Your favourite cleaning products ‘could release cancer-causing fumes’ – here’s what to avoid

YOUR favorite household cleaners could release hundreds of dangerous chemicals when used, a new study warns.

Disinfectants, stain removers and air fresheners have been found to produce harmful fumes called volatile organic compounds (VOCs).

Household cleaners could release dangerous chemicals into the air, researchers warn


Household cleaners could release dangerous chemicals into the air, researchers warnPhoto credit: Getty

Inhaling these gases can cause eye, nose and throat irritation.

It can also cause breathing problems, nausea, damage to the nervous system and other organs, and even cancer, according to the American Lung Association (ALA).

Researchers tested 30 different cleaning products, including some that were marketed as eco-friendly and fragrance-free.

They were divided into categories of all-purpose, carpet, floor, glass and wood cleaners, as well as laundry stain removers and air fresheners.

Some were sprays and wipes, others were foams and powders.

Most were available at national retailers in the US, such as Walmart, Home Depot and Amazon.

However, many of the ingredient lists are comparable to products sold in the UK and other countries.

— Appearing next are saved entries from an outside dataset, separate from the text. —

//! Status bar and commands bar rendering.

use ratatui::{
    layout::Rect,
    style::{Style, Stylize},
    text::{Line, Span},
    widgets::{Block, Borders, Paragraph},
    Frame,
};

use crate::app::{App, InputMode, Panel, View};

use super::colors;

/// Draws the commands bar showing available actions for current view.
pub fn draw_commands_bar(frame: &mut Frame, area: Rect, app: &App) {
    let commands = get_commands(app);

    let mut spans: Vec<Span> = vec![Span::styled(" ", Style::default())];

    for (i, (key, desc)) in commands.iter().enumerate() {
        if i > 0 {
            spans.push(Span::styled(" │ ", Style::default().fg(colors::BORDER)));
        }
        spans.push(Span::styled(*key, Style::default().fg(colors::KEY).bold()));
        spans.push(Span::styled(" ", Style::default()));
        spans.push(Span::styled(*desc, Style::default().fg(colors::MUTED)));
    }

    let block = Block::default()
        .borders(Borders::TOP)
        .border_style(Style::default().fg(colors::BORDER));

    let commands_widget = Paragraph::new(Line::from(spans)).block(block);

    frame.render_widget(commands_widget, area);
}

/// Returns the list of commands available in the current state.
fn get_commands(app: &App) -> Vec<(&'static str, &'static str)> {
    if app.alerts.current.is_some() {
        return vec![("any key", "back to studying")];
    }

    match &app.current_view {
        View::Input(InputMode::CustomDuration) => vec![
            ("Tab/←/→", "field"),
            ("Enter", "start"),
            ("Esc", "cancel"),
        ],
        View::Input(InputMode::Materials) => vec![("Enter", "add"), ("Esc", "cancel")],
        View::Timer if app.session.is_running() => vec![
            ("x", "stop"),
            ("s", if app.sos.is_enabled() { "disable SOS" } else { "SOS" }),
            ("?", "help"),
            ("q", "quit"),
        ],
        View::Timer if app.panel == Panel::Apps => vec![
            ("j/k", "navigate"),
            ("Space", "allow/remove"),
            ("Tab", "presets"),
            ("s", "disable SOS"),
            ("q", "quit"),
        ],
        View::Timer => vec![
            ("j/k", "navigate"),
            ("Enter", "start"),
            ("c", "custom"),
            ("s", "SOS"),
            ("o", "add PDFs"),
            ("?", "help"),
            ("q", "quit"),
        ],
    }
}

/// Draws the status bar at the bottom (for messages).
pub fn draw_status_bar(frame: &mut Frame, area: Rect, app: &App) {
    let (text, style) = if let Some(status) = &app.status {
        let style = if status.is_error {
            Style::default().fg(colors::ERROR)
        } else {
            Style::default().fg(colors::SUCCESS)
        };
        (format!(" {} ", status.text), style)
    } else {
        (" Ready".to_string(), Style::default().fg(colors::MUTED))
    };

    let status = Paragraph::new(text).style(style);
    frame.render_widget(status, area);
}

Scientists at the Environmental Working Group (EWG) found that more than 530 VOCs were present throughout the range.

According to the California Department of Toxic Substances Control or the European Chemicals Agency, 193 of them are considered potentially dangerous to human health.

They could cause health problems such as respiratory damage, increased risk of cancer, developmental problems and fertility problems, experts say.

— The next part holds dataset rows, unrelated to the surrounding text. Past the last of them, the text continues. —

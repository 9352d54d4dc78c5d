//! SOS mode and its allow-list.
//!
//! While SOS is enabled the focus warning is suppressed. The allow-list is
//! informational: it records which apps the user declared they need, it does
//! not grant or block anything.

use std::collections::BTreeSet;

/// SOS flag plus the apps exempted while it is on.
#[derive(Debug, Clone, Default, PartialEq, Eq)]
pub struct SosAccessList {
    enabled: bool,
    allowed_apps: BTreeSet<String>,
}

impl SosAccessList {
    pub fn new() -> Self {
        Self::default()
    }

    pub fn is_enabled(&self) -> bool {
        self.enabled
    }

    /// Flips SOS mode and returns the new state.
    ///
    /// Always clears the allow-list, so exemptions never outlive a toggle.
    pub fn toggle_mode(&mut self) -> bool {
        self.enabled = !self.enabled;
        self.allowed_apps.clear();
        self.enabled
    }

    /// Adds `name` if absent, removes it if present. Returns whether it is
    /// now allowed.
    pub fn toggle_app(&mut self, name: &str) -> bool {
        if self.allowed_apps.remove(name) {
            false
        } else {
            self.allowed_apps.insert(name.to_string());
            true
        }
    }

    pub fn is_allowed(&self, name: &str) -> bool {
        self.allowed_apps.contains(name)
    }

    /// Allowed app names in sorted order.
    pub fn allowed_apps(&self) -> impl Iterator<Item = &str> {
        self.allowed_apps.iter().map(String::as_str)
    }

    pub fn allowed_count(&self) -> usize {
        self.allowed_apps.len()
    }
}

#[cfg(test)]
mod tests {
    use super::*;
    use proptest::prelude::*;

    #[test]
    fn test_starts_disabled_and_empty() {
        let sos = SosAccessList::new();
        assert!(!sos.is_enabled());
        assert_eq!(sos.allowed_count(), 0);
    }

    #[test]
    fn test_toggle_app_adds_then_removes() {
        let mut sos = SosAccessList::new();
        sos.toggle_mode();

        assert!(sos.toggle_app("Gmail"));
        assert!(sos.is_allowed("Gmail"));
        assert!(!sos.toggle_app("Gmail"));
        assert!(!sos.is_allowed("Gmail"));
    }

    #[test]
    fn test_toggle_app_works_when_disabled() {
        let mut sos = SosAccessList::new();
        assert!(sos.toggle_app("Chrome"));
        assert!(sos.is_allowed("Chrome"));
    }

    #[test]
    fn test_toggle_mode_clears_allowed_apps() {
        let mut sos = SosAccessList::new();
        assert!(sos.toggle_mode());
        sos.toggle_app("WhatsApp");
        sos.toggle_app("Chrome");

        assert!(!sos.toggle_mode());
        assert_eq!(sos.allowed_count(), 0);

        // And again on the way back in
        sos.toggle_app("Gmail");
        assert!(sos.toggle_mode());
        assert_eq!(sos.allowed_count(), 0);
    }

    #[test]
    fn test_allowed_apps_are_sorted() {
        let mut sos = SosAccessList::new();
        sos.toggle_app("WhatsApp");
        sos.toggle_app("Chrome");
        sos.toggle_app("Gmail");
        let apps: Vec<&str> = sos.allowed_apps().collect();
        assert_eq!(apps, vec!["Chrome", "Gmail", "WhatsApp"]);
    }

    proptest! {
        #[test]
        fn prop_toggle_app_is_self_inverse(
            initial in proptest::collection::vec("[A-Za-z]{1,8}", 0..6),
            name in "[A-Za-z]{1,8}",
        ) {
            let mut sos = SosAccessList::new();
            for app in &initial {
                if !sos.is_allowed(app) {
                    sos.toggle_app(app);
                }
            }
            let before = sos.clone();

            sos.toggle_app(&name);
            sos.toggle_app(&name);
            prop_assert_eq!(sos, before);
        }

        #[test]
        fn prop_toggle_mode_always_empties(
            apps in proptest::collection::vec("[A-Za-z]{1,8}", 0..6),
            enabled in any::<bool>(),
        ) {
            let mut sos = SosAccessList::new();
            if enabled {
                sos.toggle_mode();
            }
            for app in &apps {
                sos.toggle_app(app);
            }

            sos.toggle_mode();
            prop_assert_eq!(sos.allowed_count(), 0);
            prop_assert_eq!(sos.is_enabled(), !enabled);
        }
    }
}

The cleaning products with the most VOCs, which were emitted frequently and in the highest concentrations, were conventional cleaning products.

The five with the highest hazard indices included 2-butoxyethanol, isopropanol, toluene and chloroform.

These ingredients are most commonly found in multi-purpose surface cleaners, glass cleaners, floor strippers and degreasers and have been linked to allergic skin reactions, drowsiness, suspected genetic defects, organ damage and cancer.

Other substances highlighted included: ethanol, propylene glycol ether, propylene glycol, D-limonene, propylene glycol butyl ether, 2-hexoxyethanol, acetic acid, 1-butoxy, 2,2,4-trimethyl-1,3-pentanediol diisobutyrate (TXIB). , acetaldehyde, nonanal, decanal, formaldehyde and methylene chloride.

The authors said that VOCs in cleaning products affect air quality both indoors and outdoors, but indoor contamination is two to five times higher, with some estimates as high as 10 times higher.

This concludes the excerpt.